If one were to find fault with what overall is an immensely enjoyable and thought-provoking exhibition it would be at the inordinate number of grim-faced Irishmen on display. Presumably these were included to emphasize Freud’s love for Ireland and all things Irish. Many, such as Two Brothers from Ulster, seem stricken by what can best be described as sitter’s ennui. Freud labored long and painstakingly over his work and a sitter without a rich inner life may have struggled not to look pissed off. Man in Silver Suit is another example, or the miserable duo in Two Irishmen in W11. Although the latter work is redeemed by the view of Freud’s hinterland in West London from the large window. There are two portraits of Donegal Man in the show, probably one too many. This is no ordinary Donegal man but the high-profile property developer Pat Doherty, a man not unknown to NAMA. He runs Harcourt Development and was responsible for the Titanic Quarter in Belfast. Doherty paid £4.5 million for the two paintings. A painting of Doherty’s friend Andrew Parker Bowles (a director of Harcourt Development) by Freud fetched €28 million in 2014, so this is one piece of speculation that the property tycoon need not regret. While Freud’s later portraits are all-too-human, slabs of flesh, Yeats goes more for character and expression. Compare Freud’s Irishmen with two works by Yeats in the basement area of the gallery. The Rogue shows a young man lounging luxuriously in a bar, a pint of stout beside him and an expression that shouts out “untrustworthy”. Useful shows a boxer sitting in his corner and his expression tells us he’s clearly in command of the fight.

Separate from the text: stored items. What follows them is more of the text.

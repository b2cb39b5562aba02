//! Exporting compiled modules as files, for build scripts and offline tools.
//!
//! Every exported module becomes a `<name>.spv` binary next to a `<name>.json`
//! description of its entry point. A [`ShaderManifest`] lists them all and is
//! written as `manifest.json` into the same directory.

use std::{
    fs, io,
    path::{Path, PathBuf},
};

use crate::{fingerprint::CompileFingerprint, module::CompiledModule, options::ShaderStage};

/// Name of the manifest file inside the output directory.
pub const MANIFEST_FILE: &str = "manifest.json";

/// One exported module.
#[derive(serde::Serialize, serde::Deserialize, Clone, Debug, PartialEq, Eq, PartialOrd, Ord)]
#[non_exhaustive]
pub struct ManifestEntry {
    /// Name the module was exported under.
    pub name: String,
    /// Entry point function.
    pub entry_point: String,
    /// Stage of the entry point.
    pub stage: ShaderStage,
    /// Fingerprint of the module, hex encoded.
    pub fingerprint: String,
    /// The SPIR-V file, relative to the manifest.
    pub module: String,
    /// The entry point description, relative to the manifest.
    pub reflection: String,
}

/// Writes `module` into `dir` as `<name>.spv` and `<name>.json`.
///
/// # Errors
///
/// Fails if a file cannot be written.
#[inline]
pub fn export_module(
    module: &CompiledModule,
    dir: &Path,
    name: &str,
) -> Result<ManifestEntry, ManifestError> {
    fs::create_dir_all(dir).map_err(|source| ManifestError::io(dir, source))?;
    let spv = format!("{name}.spv");
    let json = format!("{name}.json");

    let spv_path = dir.join(&spv);
    log::debug!("writing {}", spv_path.display());
    fs::write(&spv_path, module.payload())
        .map_err(|source| ManifestError::io(&spv_path, source))?;

    let json_path = dir.join(&json);
    let reflection = serde_json::to_string_pretty(module.entry_point())?;
    fs::write(&json_path, reflection).map_err(|source| ManifestError::io(&json_path, source))?;

    Ok(ManifestEntry {
        name: name.to_owned(),
        entry_point: module.entry_point().name.clone(),
        stage: module.stage(),
        fingerprint: module.fingerprint().to_string(),
        module: spv,
        reflection: json,
    })
}

/// Index of the modules exported into one directory.
#[derive(serde::Serialize, serde::Deserialize, Clone, Debug, Default, PartialEq, Eq)]
#[non_exhaustive]
pub struct ShaderManifest {
    /// Exported modules, sorted by name.
    pub entries: Vec<ManifestEntry>,
}

impl ShaderManifest {
    /// Adds or replaces the entry with the same name.
    #[inline]
    pub fn insert(&mut self, entry: ManifestEntry) {
        self.entries.retain(|existing| existing.name != entry.name);
        self.entries.push(entry);
        // Sort the contents so the output is deterministic
        self.entries.sort();
    }

    /// Finds the entry exported under `name`.
    #[inline]
    #[must_use]
    pub fn get(&self, name: &str) -> Option<&ManifestEntry> {
        self.entries.iter().find(|entry| entry.name == name)
    }

    /// Finds the entry of a module.
    #[inline]
    #[must_use]
    pub fn by_fingerprint(&self, fingerprint: CompileFingerprint) -> Option<&ManifestEntry> {
        let hex = fingerprint.to_string();
        self.entries.iter().find(|entry| entry.fingerprint == hex)
    }

    /// Writes the manifest into `dir`, returning its path.
    ///
    /// # Errors
    ///
    /// Fails if the file cannot be written.
    #[inline]
    pub fn write(&self, dir: &Path) -> Result<PathBuf, ManifestError> {
        let path = dir.join(MANIFEST_FILE);
        let json = serde_json::to_string_pretty(self)?;
        fs::write(&path, json).map_err(|source| ManifestError::io(&path, source))?;
        log::info!("wrote manifest to '{}'", path.display());
        Ok(path)
    }

    /// Reads the manifest from `dir`.
    ///
    /// # Errors
    ///
    /// Fails if the file cannot be read or parsed.
    #[inline]
    pub fn read(dir: &Path) -> Result<Self, ManifestError> {
        let path = dir.join(MANIFEST_FILE);
        let json = fs::read_to_string(&path).map_err(|source| ManifestError::io(&path, source))?;
        Ok(serde_json::from_str(&json)?)
    }
}

/// An error indicating that exporting modules failed.
#[derive(Debug, thiserror::Error)]
#[non_exhaustive]
#[expect(clippy::module_name_repetitions, reason = "this is intended")]
pub enum ManifestError {
    /// Reading or writing a file failed.
    #[error("could not access '{}': {source}", path.display())]
    Io {
        /// The file.
        path: PathBuf,
        /// Source of the error.
        source: io::Error,
    },
    /// JSON (de)serialization failed.
    #[error("invalid manifest json: {0}")]
    Json(#[from] serde_json::Error),
}

impl ManifestError {
    /// Creates [`Io`](ManifestError::Io) variant from given arguments.
    fn io(path: &Path, source: io::Error) -> Self {
        Self::Io {
            path: path.to_path_buf(),
            source,
        }
    }
}

#[cfg(test)]
mod test {
    use super::*;
    use crate::module::{CompileOutput, EntryPoint, SPIRV_MAGIC};

    fn module(fingerprint: u128, entry: &str, stage: ShaderStage) -> CompiledModule {
        let mut payload = SPIRV_MAGIC.to_le_bytes().to_vec();
        payload.extend_from_slice(&[1; 16]);
        CompiledModule::new(
            CompileFingerprint(fingerprint),
            CompileOutput::new(payload, EntryPoint::new(entry, stage)),
        )
    }

    #[test_log::test]
    fn exports_modules_and_round_trips_the_manifest() {
        let dir = tempfile::tempdir().unwrap();
        let vertex = module(1, "vertexMain", ShaderStage::Vertex);
        let fragment = module(2, "fragmentMain", ShaderStage::Fragment);

        let mut manifest = ShaderManifest::default();
        manifest.insert(export_module(&vertex, dir.path(), "sky_vs").unwrap());
        manifest.insert(export_module(&fragment, dir.path(), "sky_fs").unwrap());
        manifest.write(dir.path()).unwrap();

        assert_eq!(fs::read(dir.path().join("sky_vs.spv")).unwrap(), vertex.payload());
        let reflection: EntryPoint =
            serde_json::from_str(&fs::read_to_string(dir.path().join("sky_fs.json")).unwrap())
                .unwrap();
        assert_eq!(reflection.name, "fragmentMain");

        let read = ShaderManifest::read(dir.path()).unwrap();
        assert_eq!(read, manifest);
        assert_eq!(read.entries[0].name, "sky_fs");
        assert_eq!(
            read.by_fingerprint(CompileFingerprint(1)).unwrap().stage,
            ShaderStage::Vertex
        );
    }

    #[test_log::test]
    fn reexport_replaces_the_entry() {
        let dir = tempfile::tempdir().unwrap();
        let mut manifest = ShaderManifest::default();
        for fingerprint in [1, 3] {
            let cull = module(fingerprint, "main", ShaderStage::Compute);
            manifest.insert(export_module(&cull, dir.path(), "cull").unwrap());
        }

        assert_eq!(manifest.entries.len(), 1);
        assert_eq!(
            manifest.get("cull").unwrap().fingerprint,
            CompileFingerprint(3).to_string()
        );
    }
}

The title of the exhibition comes from a letter to Yeats from Walter Sickert in which he described Yeats’s practice as pursuing “life above everything”. He roamed the country with his ever-present sketchbooks drawing inspiration from all around him and preserving what he saw in watercolours, notes and drawings.  He depicts people and animals in the midst of life – in action. Freud in contrast paints arrested life. There is also a costive, enclosed, feel to a lot of his paintings. He admitted as much describing his work as  “purely autobiographical – it is about myself and my surroundings”. This difference is made explicit in Dead Cock’s Head and in his superb death-like Portrait of his Mother Sleeping. Contrast these cruel almost lepidopterous works with the joy and energy in Yeats’ truly wonderful painting Left, Left, We Left Our Name on the Road. Get up to IMMA and see for yourself.